Alongside design, Nothing continues to focus on software. Features such as Essential Search, Essential Space, Essential Memory and Playground reinforce the idea of an experience built on top of Android to make the device more personal and contextual. The point here is not to determine whether this ambition has already been achieved, but to observe how Nothing is trying to move from being a visually recognisable brand to a player with its own interface and user experience offering.

Jolla is positioned almost on the opposite side. In Barcelona, the new Jolla Phone was presented not only as a device, but as a proposal that refocuses attention on the idea of a smartphone built around an operating system developed in Europe. This is what distinguishes Jolla from many other exhibitors at the fair: rather than competing head-on with the big global brands, the project emphasises privacy, software control and independence from the dominant platforms.

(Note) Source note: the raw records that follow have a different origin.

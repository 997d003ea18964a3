//! Selection pointer.
//!
//! A nullable reference to "the currently selected record", driving a detail
//! panel or modal. Sections differ on what clicking the already-selected
//! record does - some close the panel, some keep it - so the semantics are a
//! per-section [`SelectMode`], not a universal contract.

use crate::catalog::Catalog;
use pelagic_content::record::Record;

/// What selecting the already-selected record does.
#[derive(Debug, Clone, Copy, PartialEq, Eq)]
pub enum SelectMode {
    /// Re-selecting the current record is a no-op; the panel stays open.
    Replace,
    /// Re-selecting the current record clears the selection (closes the
    /// panel).
    Toggle,
}

/// Nullable pointer to the selected record id.
#[derive(Debug, Clone)]
pub struct Selection {
    selected: Option<&'static str>,
    mode: SelectMode,
}

impl Selection {
    pub fn new(mode: SelectMode) -> Self {
        Self {
            selected: None,
            mode,
        }
    }

    /// Select a record by id.
    ///
    /// # Panics
    ///
    /// Panics if the id is not present in the catalog - selecting an
    /// out-of-catalog record is a programmer error.
    pub fn select<R: Record + 'static>(&mut self, id: &str, catalog: &Catalog<R>) {
        let record = catalog
            .get(id)
            .unwrap_or_else(|| panic!("selected record `{id}` is not in the catalog"));
        match self.mode {
            SelectMode::Toggle if self.selected == Some(record.id()) => {
                self.selected = None;
            }
            _ => self.selected = Some(record.id()),
        }
    }

    /// Clear the selection.
    pub fn clear(&mut self) {
        self.selected = None;
    }

    /// The selected record id, if any.
    pub fn selected(&self) -> Option<&'static str> {
        self.selected
    }

    /// Whether the given id is currently selected.
    pub fn is_selected(&self, id: &str) -> bool {
        self.selected.is_some_and(|s| s == id)
    }

    /// Resolve the selected record against its catalog.
    pub fn resolve<'c, R: Record + 'static>(&self, catalog: &'c Catalog<R>) -> Option<&'static R> {
        self.selected.and_then(|id| catalog.get(id))
    }
}
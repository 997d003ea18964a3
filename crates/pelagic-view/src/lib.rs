#![forbid(unsafe_code)]

//! Section composition for the Pelagic showcase.
//!
//! A page is a fixed ordered sequence of section composers. Each composer
//! independently combines static copy with zero or more small state machines
//! (catalog filter, selection pointer, visibility gate, form) and emits a
//! [`ViewNode`] tree. The tree is plain data: an external rendering surface
//! draws it, an external charting surface receives the chart feeds, and an
//! external map surface receives the geo fixtures. Nothing feeds back into
//! this layer except user-interaction calls on the composers themselves.

pub mod compose;
pub mod node;
pub mod page;
pub mod sections;

pub use compose::SectionComposer;
pub use node::{ChartSlot, FormSlot, MapSlot, ViewNode};
pub use page::Page;
//! First-match role classification.
//!
//! The team grid groups members by a role bucket derived from the free-form
//! role string. The mapping is an explicit ordered rule table: rules are
//! evaluated top to bottom, the first matching rule wins, and roles nothing
//! claims fall into the fallback bucket. Rule order is load-bearing - a role
//! like "Backend/AI/ML Engineer" belongs to Engineering, not AI/ML, because
//! the Engineering rule is evaluated first.

/// One classification rule: a bucket plus the keywords that claim a role.
#[derive(Debug, Clone, Copy)]
pub struct Rule {
    pub category: &'static str,
    pub keywords: &'static [&'static str],
}

impl Rule {
    /// Whether this rule claims the given role string.
    pub fn claims(&self, role: &str) -> bool {
        self.keywords.iter().any(|kw| role.contains(kw))
    }
}

/// Ordered rule table for the team roster.
const TEAM_RULES: &[Rule] = &[
    Rule {
        category: "Leadership",
        keywords: &["Founder", "Chief"],
    },
    Rule {
        category: "Engineering",
        keywords: &["Software", "Full-Stack", "Backend", "Electronics", "Embedded"],
    },
    Rule {
        category: "Robotics",
        keywords: &["Mechatronic", "Robotics", "Marine", "Fleet"],
    },
    Rule {
        category: "AI/ML",
        keywords: &["Deep Learning", "AI", "ML"],
    },
];

/// Ordered first-match classifier with a fallback bucket.
#[derive(Debug, Clone, Copy)]
pub struct Classifier {
    rules: &'static [Rule],
    fallback: &'static str,
}

impl Classifier {
    /// The classifier used by the team section.
    pub fn team() -> Self {
        Self {
            rules: TEAM_RULES,
            fallback: "Specialized",
        }
    }

    /// Build a classifier over a custom rule table.
    pub fn new(rules: &'static [Rule], fallback: &'static str) -> Self {
        Self { rules, fallback }
    }

    /// Classify a role string; first matching rule wins.
    pub fn classify(&self, role: &str) -> &'static str {
        self.rules
            .iter()
            .find(|rule| rule.claims(role))
            .map(|rule| rule.category)
            .unwrap_or(self.fallback)
    }

    /// Buckets in evaluation order, fallback last.
    pub fn buckets(&self) -> impl Iterator<Item = &'static str> + '_ {
        self.rules
            .iter()
            .map(|rule| rule.category)
            .chain(std::iter::once(self.fallback))
    }

    /// The fallback bucket name.
    pub fn fallback(&self) -> &'static str {
        self.fallback
    }
}

#[cfg(test)]
mod tests {
    use super::*;

    #[test]
    fn leadership_wins_on_founder() {
        let c = Classifier::team();
        assert_eq!(c.classify("Founder & CEO"), "Leadership");
        assert_eq!(c.classify("Chief Technology Officer (CTO)"), "Leadership");
    }

    #[test]
    fn engineering_claims_backend_before_ai() {
        // "Backend/AI/ML Engineer" could match two rules; the Engineering
        // rule is evaluated first and must win.
        let c = Classifier::team();
        assert_eq!(c.classify("Backend/AI/ML Engineer"), "Engineering");
    }

    #[test]
    fn robotics_bucket() {
        let c = Classifier::team();
        assert_eq!(c.classify("Marine Robotics Engineer"), "Robotics");
        assert_eq!(c.classify("Mechatronic Engineer & ROS2 Developer"), "Robotics");
    }

    #[test]
    fn ai_bucket() {
        let c = Classifier::team();
        assert_eq!(c.classify("Deep Learning Engineer"), "AI/ML");
    }

    #[test]
    fn unmatched_role_falls_back() {
        let c = Classifier::team();
        assert_eq!(c.classify("Technical Artist"), "Specialized");
    }

    #[test]
    fn buckets_preserve_rule_order() {
        let c = Classifier::team();
        let buckets: Vec<_> = c.buckets().collect();
        assert_eq!(
            buckets,
            vec!["Leadership", "Engineering", "Robotics", "AI/ML", "Specialized"]
        );
    }
}
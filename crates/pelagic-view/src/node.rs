//! The declarative view-node tree.
//!
//! Composers emit [`ViewNode`] values; the rendering surface walks the tree
//! and draws it. Charts, maps, and forms are not expanded into primitive
//! nodes - they stay as typed slots carrying references to the underlying
//! fixtures and state snapshots, so the specialised surfaces (charting
//! library, map widget, form renderer) receive their data intact.

use pelagic_content::fleet::{AuvUnit, GeoBounds, GeoPoint, PlumeRegion};
use pelagic_content::series::ChartFeed;
use pelagic_state::Phase;

/// A chart placement: which feed, and whether the host should animate it as
/// a live dashboard.
#[derive(Debug, Clone, Copy)]
pub struct ChartSlot {
    pub feed: &'static ChartFeed,
    pub live: bool,
}

/// A map placement with its fixtures and the currently selected marker.
#[derive(Debug, Clone, Copy)]
pub struct MapSlot {
    pub center: GeoPoint,
    pub bounds: GeoBounds,
    pub units: &'static [AuvUnit],
    pub plumes: &'static [PlumeRegion],
    pub selected: Option<&'static str>,
}

/// A form placement: lifecycle phase plus a snapshot of the field values.
#[derive(Debug, Clone)]
pub struct FormSlot {
    pub phase: Phase,
    pub fields: Vec<(&'static str, String)>,
    /// Status line shown instead of (or above) the fields, when any.
    pub banner: Option<&'static str>,
}

/// One node in the view tree.
#[derive(Debug, Clone)]
pub enum ViewNode {
    /// A top-level page section with a navigation anchor.
    Section {
        anchor: &'static str,
        title: &'static str,
        children: Vec<ViewNode>,
    },
    /// Sub-heading inside a section.
    Heading(String),
    /// Body copy.
    Text(String),
    /// Short status chip. `tone` is a palette token, not a color.
    Badge { label: String, tone: &'static str },
    /// External link.
    Link {
        label: &'static str,
        target: &'static str,
    },
    /// Label/value rows (spec sheets, contact details).
    KeyValue(Vec<(String, String)>),
    /// A percentage readout with its display string.
    Gauge {
        label: String,
        value: String,
        percent: f32,
    },
    /// A selectable card. `id` is the record id the host reports back on
    /// click; `selected` mirrors the section's selection pointer.
    Card {
        id: &'static str,
        title: String,
        selected: bool,
        children: Vec<ViewNode>,
    },
    /// A titled run of cards (a classifier bucket, a filter result).
    Group {
        title: &'static str,
        children: Vec<ViewNode>,
    },
    /// The filter bar above a catalog grid.
    FilterBar {
        tokens: &'static [&'static str],
        active: &'static str,
    },
    Chart(ChartSlot),
    Map(MapSlot),
    Form(FormSlot),
    /// A modal overlay. The host draws it above everything and freezes
    /// background scrolling for as long as it is in the tree.
    Modal {
        title: String,
        children: Vec<ViewNode>,
    },
}

impl ViewNode {
    /// Convenience constructor for a text node.
    pub fn text(s: impl Into<String>) -> Self {
        ViewNode::Text(s.into())
    }

    /// Child nodes, empty for leaves.
    pub fn children(&self) -> &[ViewNode] {
        match self {
            ViewNode::Section { children, .. }
            | ViewNode::Card { children, .. }
            | ViewNode::Group { children, .. }
            | ViewNode::Modal { children, .. } => children,
            _ => &[],
        }
    }

    /// Depth-first walk over the node and everything below it.
    pub fn walk(&self, f: &mut impl FnMut(&ViewNode)) {
        f(self);
        for child in self.children() {
            child.walk(f);
        }
    }

    /// Count nodes matching a predicate, self included.
    pub fn count(&self, pred: impl Fn(&ViewNode) -> bool) -> usize {
        let mut n = 0;
        self.walk(&mut |node| {
            if pred(node) {
                n += 1;
            }
        });
        n
    }

    /// Ids of all cards under this node, tree order.
    pub fn card_ids(&self) -> Vec<&'static str> {
        let mut ids = Vec::new();
        self.walk(&mut |node| {
            if let ViewNode::Card { id, .. } = node {
                ids.push(*id);
            }
        });
        ids
    }
}

#[cfg(test)]
mod tests {
    use super::*;

    #[test]
    fn walk_visits_nested_cards() {
        let tree = ViewNode::Section {
            anchor: "demo",
            title: "Demo",
            children: vec![ViewNode::Group {
                title: "bucket",
                children: vec![
                    ViewNode::Card {
                        id: "a",
                        title: "A".into(),
                        selected: false,
                        children: vec![ViewNode::text("body")],
                    },
                    ViewNode::Card {
                        id: "b",
                        title: "B".into(),
                        selected: true,
                        children: vec![],
                    },
                ],
            }],
        };
        assert_eq!(tree.card_ids(), vec!["a", "b"]);
        assert_eq!(tree.count(|n| matches!(n, ViewNode::Text(_))), 1);
    }
}
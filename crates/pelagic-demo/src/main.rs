#![forbid(unsafe_code)]

//! Scripted walkthrough of the page model.
//!
//! Mounts the page against a pref store, walks a simulated clock past the
//! CTA auto-open, interacts with the catalogs and the contact form, and
//! prints the resulting view tree as an indented outline after each step.
//! Pass a file path as the first argument to persist overlay markers
//! between runs; without one, prefs live in memory.

use std::path::PathBuf;
use std::time::Duration;

use pelagic::FilePrefs;
use pelagic::prelude::*;

mod outline;

fn main() {
    tracing_subscriber::fmt()
        .with_env_filter(
            tracing_subscriber::EnvFilter::try_from_default_env()
                .unwrap_or_else(|_| tracing_subscriber::EnvFilter::new("info")),
        )
        .init();

    let mut prefs: Box<dyn PrefStore> = match std::env::args().nth(1) {
        Some(path) => Box::new(FilePrefs::open(PathBuf::from(path))),
        None => Box::new(MemoryPrefs::new()),
    };

    let mut page = Page::mount(prefs.as_ref());

    banner("Initial composition");
    print_page(&page.view());

    // Let the CTA timer elapse.
    if page.tick(Duration::from_millis(2000)) {
        banner("Overlay opened after 2s");
        print_page(&page.view());
        page.overlay.close(prefs.as_mut());
        tracing::info!("overlay closed, seen marker persisted");
    } else {
        tracing::info!("overlay stayed closed (suppressed by a previous run)");
    }

    banner("Filter the team to robotics, open a product dossier");
    page.team.set_filter("robotics");
    page.ecosystem.select("deepseaguard");
    print_page(&page.view());
    page.ecosystem.clear_selection();
    page.team.set_filter("all");

    banner("Submit the contact form");
    page.contact.set_field(Field::Name, "Avery Chen");
    page.contact.set_field(Field::Email, "avery@example.org");
    page.contact.set_field(Field::Message, "Tell me more about DeepSeaGuard.");
    page.contact.submit();
    page.tick(Duration::from_millis(2000));
    print_page(&page.view());

    // Display window elapses; fields clear.
    page.tick(Duration::from_millis(3000));
    banner("Form reset after the display window");
    print_page(&page.view());
}

fn banner(title: &str) {
    println!("\n=== {title} ===");
}

fn print_page(nodes: &[ViewNode]) {
    for node in nodes {
        print!("{}", outline::render(node));
    }
}
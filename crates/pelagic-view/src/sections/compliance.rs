//! Compliance dashboard section.

use pelagic_content::compliance::{ALERTS, Alert, CAPABILITIES, STANDARDS};
use pelagic_content::record::Record;

use crate::compose::SectionComposer;
use crate::node::ViewNode;

/// Standards board, live alert feed, and capability blurbs. Stateless: the
/// fixtures are snapshots and the "live" cadence belongs to the host.
#[derive(Debug, Clone, Copy, Default)]
pub struct ComplianceSection;

fn standard_cards() -> Vec<ViewNode> {
    STANDARDS
        .iter()
        .map(|s| {
            let gauge = &s.score_metric;
            ViewNode::Card {
                id: s.id(),
                title: s.name.to_owned(),
                selected: false,
                children: vec![
                    ViewNode::Badge {
                        label: s.standing.label().to_owned(),
                        tone: s.standing.token(),
                    },
                    ViewNode::Gauge {
                        label: gauge.label.to_owned(),
                        value: gauge.value.to_owned(),
                        percent: gauge.percent.unwrap_or(0.0),
                    },
                    ViewNode::text(format!("Last checked {}", s.last_check)),
                ],
            }
        })
        .collect()
}

fn alert_row(alert: &Alert) -> ViewNode {
    let tone = match alert.kind {
        pelagic_content::compliance::AlertKind::Info => "info",
        pelagic_content::compliance::AlertKind::Warning => "warning",
        pelagic_content::compliance::AlertKind::Critical => "critical",
        pelagic_content::compliance::AlertKind::Success => "success",
    };
    ViewNode::Card {
        id: alert.id,
        title: alert.title.to_owned(),
        selected: false,
        children: vec![
            ViewNode::Badge {
                label: if alert.resolved {
                    "Resolved".to_owned()
                } else {
                    "Active".to_owned()
                },
                tone,
            },
            ViewNode::text(alert.message),
            ViewNode::text(alert.timestamp),
        ],
    }
}

impl SectionComposer for ComplianceSection {
    fn anchor(&self) -> &'static str {
        "compliance"
    }

    fn title(&self) -> &'static str {
        "Compliance & Transparency"
    }

    fn build(&self) -> ViewNode {
        let children = vec![
            ViewNode::Group {
                title: "Monitored Standards",
                children: standard_cards(),
            },
            ViewNode::Group {
                title: "Alert Feed",
                children: ALERTS.iter().map(alert_row).collect(),
            },
            ViewNode::Group {
                title: "Capabilities",
                children: CAPABILITIES
                    .iter()
                    .map(|c| ViewNode::Card {
                        id: c.title,
                        title: c.title.to_owned(),
                        selected: false,
                        children: vec![ViewNode::text(c.blurb)],
                    })
                    .collect(),
            },
        ];
        ViewNode::Section {
            anchor: self.anchor(),
            title: self.title(),
            children,
        }
    }
}

#[cfg(test)]
mod tests {
    use super::*;

    #[test]
    fn every_standard_gets_a_gauge() {
        let tree = ComplianceSection.build();
        assert_eq!(
            tree.count(|n| matches!(n, ViewNode::Gauge { .. })),
            STANDARDS.len()
        );
    }

    #[test]
    fn alert_feed_preserves_order() {
        let tree = ComplianceSection.build();
        let ids = tree.card_ids();
        let alert_ids: Vec<_> = ids
            .iter()
            .copied()
            .filter(|id| ALERTS.iter().any(|a| a.id == *id))
            .collect();
        let expected: Vec<_> = ALERTS.iter().map(|a| a.id).collect();
        assert_eq!(alert_ids, expected);
    }
}
//! Article index fixtures.

use crate::record::{Metric, Record};

/// Category tokens for the article filter bar, `all` sentinel first.
pub const CATEGORY_TOKENS: &[&str] = &[
    "all",
    "technology",
    "sustainability",
    "compliance",
    "industry",
    "transparency",
];

/// One article in the insights index.
#[derive(Debug, Clone, Copy)]
pub struct Article {
    pub slug: &'static str,
    pub headline: &'static str,
    pub excerpt: &'static str,
    pub category: &'static str,
    pub read_time: &'static str,
    pub published: &'static str,
    pub featured: bool,
}

impl Record for Article {
    fn id(&self) -> &'static str {
        self.slug
    }
    fn title(&self) -> &'static str {
        self.headline
    }
    fn category(&self) -> &'static str {
        self.category
    }
    fn body(&self) -> &'static str {
        self.excerpt
    }
    fn metrics(&self) -> &'static [Metric] {
        &[]
    }
}

/// Article index, newest first.
pub static ARTICLES: [Article; 6] = [
    Article {
        slug: "ai-autonomous-systems",
        headline: "Revolutionizing Deep-Sea Mining with AI-Powered Autonomous Systems",
        excerpt: "How the Luna AUV fleet is transforming ocean mining through advanced machine \
            learning and real-time environmental monitoring.",
        category: "technology",
        read_time: "8 min read",
        published: "2024-01-15",
        featured: true,
    },
    Article {
        slug: "environmental-impact-year-one",
        headline: "Environmental Impact Assessment: One Year of Sustainable Ocean Mining",
        excerpt: "Comprehensive analysis of monitoring data showing a 95% reduction in \
            ecosystem impact compared to traditional mining methods.",
        category: "sustainability",
        read_time: "6 min read",
        published: "2024-01-10",
        featured: false,
    },
    Article {
        slug: "deepseaguard-in-action",
        headline: "DeepSeaGuard: Real-Time Compliance Monitoring in Action",
        excerpt: "Behind the scenes of the compliance dashboard that keeps operations within \
            ISA regulations and environmental protection standards.",
        category: "compliance",
        read_time: "5 min read",
        published: "2024-01-08",
        featured: false,
    },
    Article {
        slug: "critical-mineral-supply",
        headline: "The Future of Critical Mineral Supply: Ocean Mining's Role",
        excerpt: "How sustainable ocean mining can meet growing demand for critical minerals \
            while protecting marine ecosystems.",
        category: "industry",
        read_time: "7 min read",
        published: "2024-01-05",
        featured: false,
    },
    Article {
        slug: "crabbots-precision-collection",
        headline: "CrabBots: Precision Nodule Collection Technology",
        excerpt: "A deep dive into autonomous nodule collectors and the precision harvesting \
            that minimizes environmental impact.",
        category: "technology",
        read_time: "4 min read",
        published: "2024-01-03",
        featured: false,
    },
    Article {
        slug: "transparency-public-data",
        headline: "Transparency in Ocean Mining: Public Data Access and Reporting",
        excerpt: "Leading the industry in transparency with public access to real-time \
            operational and environmental data.",
        category: "transparency",
        read_time: "6 min read",
        published: "2024-01-01",
        featured: false,
    },
];

#[cfg(test)]
mod tests {
    use super::*;
    use crate::record::ALL_TOKEN;

    #[test]
    fn slugs_are_unique() {
        let mut slugs: Vec<_> = ARTICLES.iter().map(|a| a.slug).collect();
        slugs.sort_unstable();
        slugs.dedup();
        assert_eq!(slugs.len(), ARTICLES.len());
    }

    #[test]
    fn categories_are_declared_tokens() {
        for article in &ARTICLES {
            assert!(
                CATEGORY_TOKENS.contains(&article.category),
                "undeclared category {}",
                article.category
            );
        }
    }

    #[test]
    fn all_sentinel_leads_the_token_list() {
        assert_eq!(CATEGORY_TOKENS[0], ALL_TOKEN);
    }

    #[test]
    fn exactly_one_featured_article() {
        assert_eq!(ARTICLES.iter().filter(|a| a.featured).count(), 1);
    }
}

Jolla links the new phone to Sailfish OS and final assembly in Salo, Finland, also announcing over 10,000 pre-orders collected between December 2025 and February 2026 and more than €5 million in committed sales. These figures are still far from the scale of the big players, but they serve to give substance to a project that seeks to present itself not as a nostalgic exercise, but as a coherent proposal for a niche market sensitive to issues of privacy, durability and repairability.

In terms of the product itself, Jolla seeks to translate these elements into concrete choices: support for Android apps, no dependence on Google accounts, a physical switch to disable sensors, user-replaceable battery, expandable memory. These are not neutral details, because they contribute to defining the phone’s positioning more than the pure race for power or the spectacularisation of the technical specifications.

Side by side, Nothing and Jolla represent two different ways of seeking space in the smartphone market of 2026. Jolla is attempting to bring the theme of European autonomy back to mobile, starting with the operating system and control of the software infrastructure. Nothing, on the other hand, does not question existing ecosystems, but seeks differentiation within them through design, interface and community. On the one hand, there is an attempt to build a more autonomous alternative; on the other, there is an attempt to make oneself recognisable in an increasingly standardised market.

Within this framework, the Italian delegation occupies a less prominent position than other international launches, but one that is consistent with the trajectory shown by the fair: fewer vague promises, more applied technologies; less generic storytelling, more tools for healthcare, industry, telecommunications, security and digital trust. At a MWC that confirms the transformation of mobile into a convergence platform between infrastructure, AI and industry, this is a clear and credible positioning.